Fortunately, the folks at the Apache commons-dbutils project have built a ResultSetIterator which is an Iterator implementation whose constructor takes a reference to a ResultSet, and which I gratefully re-used.

So here is what I finally came up with. Although it uses plain old JDBC, it is fairly clean and compact, and does the job of allowing the database access to be externalized into a method call.

 1
 2
 3
 4
 5
 6
 7
 8
 9
10
11
12
13
14
15
16
17
18
19
20
21
22
23
public class MyFinalAttempt implements ISource {
  private String sql; // injected from configuration
  private Iterator it;
  ...
  public open() {
    Connection conn = ds.getConnection();
    PreparedStatement ps = conn.prepareStatement(sql);
    ResultSet rs = ps.executeQuery();
    it = new ResultSetIterator(rs);
  }

  public SomeObject getNextObject() {
    if (it.hasNext()) {
      Object[] row = it.next();
      SomeObject myObject = new SomeObject();
      myObject.setMyField(row[0]);
      ...
      return myObject;
    }
    return null;
  }
  ...
}

The only thing I did not quite like was that the ResultSetIterator.next() call returned an Object[] row. I would have liked it to return a Map<String,Object> instead, although that shortcoming can be worked around fairly easily in application code. The other thing I wanted to do was to use Spring JdbcTemplate, since that way a lot of resource management issues are taken care of automatically, but I could not figure out how to get a handle on the ResultSet.

If anyone has figured out how to get this pattern going using Spring, I would really like to know. Also, not sure how common such a use-case is, but if you have faced it and solved it, or you think my approach is lame and you have a better one, I would appreciate hearing from you.

Update Jan 26 2008

When I was trying to figure out various approaches to solve this problem, I came across a Java based "yield return" solution on Chaotic Java. It provides an abstract Yielder class which implements the Iterable interface. However, it requires bytecode instrumentation using ASM. The resulting code is quite elegant, something like this, although I could not make it work.

 1
 2
 3
 4
 5
 6
 7
 8
 9
10
11
12
13
14
15
16
17
18
19
20
21
22
23
  public Iterable<SomeObject> getSomeObjects() {
    Connection conn = ds.getConnection();
    PreparedStatement ps = conn.prepareStatement(sql);
    final ResultSet rs = ps.executeQuery();
    return new Yielder<SomeObject>() {
      protected void yieldNextCore() {
        while (rs.next()) {
          SomeObject obj = new SomeObject();
          obj.setName(rs.getString(1));
          ...
          yieldReturn(obj);
        }
        yieldBreak();
      }
    }
  }

  @Test
  public void processObjects() {
    for (SomeObject obj : getSomeObjects()) {
      // do something with obj
    }
  }

To run it, a -javaagent parameter set to the path to the yielder.jar file needs to be passed to the Java command. I was setting this in the configuration/property for the maven-surefire-plugin and calling this through a JUnit test. I was using asm-all-3.3.0 (downloaded from the yielder SVN repository). From my tests, I see that the first call to getSomeObject() results in all the rows being iterated. Obviously I am doing something wrong, would appreciate any pointers from readers if you have gotten this to work.
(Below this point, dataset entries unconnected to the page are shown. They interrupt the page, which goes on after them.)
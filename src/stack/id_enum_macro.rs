/// Declares a closed identifier enum with a stable serialized name, a human
/// display name and optional keyword aliases.
///
/// Unlike free-form identifiers these enums have no catch-all variant:
/// deserializing or parsing an unknown name is an error, so a value of the
/// type is always one of the declared variants.
#[macro_export]
macro_rules! define_id_enum {
    (
        $(#[$enum_meta:meta])*
        $enum_name:ident {
            $(
                $(#[$variant_meta:meta])*
                $variant:ident => $serde_name:literal : $display_name:literal
                $( | $alias:literal )*
            ),* $(,)?
        }
    ) => {
        $(#[$enum_meta])*
        #[derive(Debug, Clone, Copy, PartialEq, Eq, Hash, PartialOrd, Ord)]
        pub enum $enum_name {
            $(
                $(#[$variant_meta])*
                $variant,
            )*
        }

        impl serde::Serialize for $enum_name {
            fn serialize<S>(&self, serializer: S) -> Result<S::Ok, S::Error>
            where
                S: serde::Serializer,
            {
                serializer.serialize_str(self.as_str())
            }
        }

        impl<'de> serde::Deserialize<'de> for $enum_name {
            fn deserialize<D>(deserializer: D) -> Result<Self, D::Error>
            where
                D: serde::Deserializer<'de>,
            {
                let s = String::deserialize(deserializer)?;
                Self::from_name(&s).ok_or_else(|| {
                    serde::de::Error::custom(format!(
                        "unknown {} '{}'",
                        stringify!($enum_name),
                        s
                    ))
                })
            }
        }

        impl $enum_name {
            /// Stable machine name, used in serialized output and template keys.
            pub fn as_str(&self) -> &'static str {
                match self {
                    $(
                        Self::$variant => $serde_name,
                    )*
                }
            }

            pub fn name(&self) -> &'static str {
                match self {
                    $(
                        Self::$variant => $display_name,
                    )*
                }
            }

            /// Case-insensitive lookup by machine name, display name or alias.
            pub fn from_name(name: &str) -> Option<Self> {
                let lowered = name.trim().to_lowercase();
                $(
                    if lowered == $serde_name
                        || lowered == $display_name.to_lowercase()
                        $( || lowered == $alias )*
                    {
                        return Some(Self::$variant);
                    }
                )*
                None
            }

            pub fn all_variants() -> &'static [Self] {
                &[
                    $(
                        Self::$variant,
                    )*
                ]
            }
        }

        impl std::str::FromStr for $enum_name {
            type Err = String;

            fn from_str(s: &str) -> Result<Self, Self::Err> {
                Self::from_name(s).ok_or_else(|| {
                    let valid: Vec<&str> = Self::all_variants().iter().map(|v| v.as_str()).collect();
                    format!("Invalid value '{}'. Valid options: {}", s, valid.join(", "))
                })
            }
        }

        impl std::fmt::Display for $enum_name {
            fn fmt(&self, f: &mut std::fmt::Formatter<'_>) -> std::fmt::Result {
                f.write_str(self.as_str())
            }
        }
    };
}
2 comments (moderated to prevent spam):

Anonymous said...

The Yielder library has some known bugs, unfortunately.. It might not be You that is doing something wrong. :)

If you'd like to discuss the bug, you can either post about it on the google group, the project's issues list, or just my post about it. Thanks!

Sujit Pal said...

Thanks Aviad, I have posted to the Yielder Google Group with details. Thanks for building and sharing this, I am hoping that this functionality will make it in to Java at some point, similar to Doug Lea's concurrency stuff.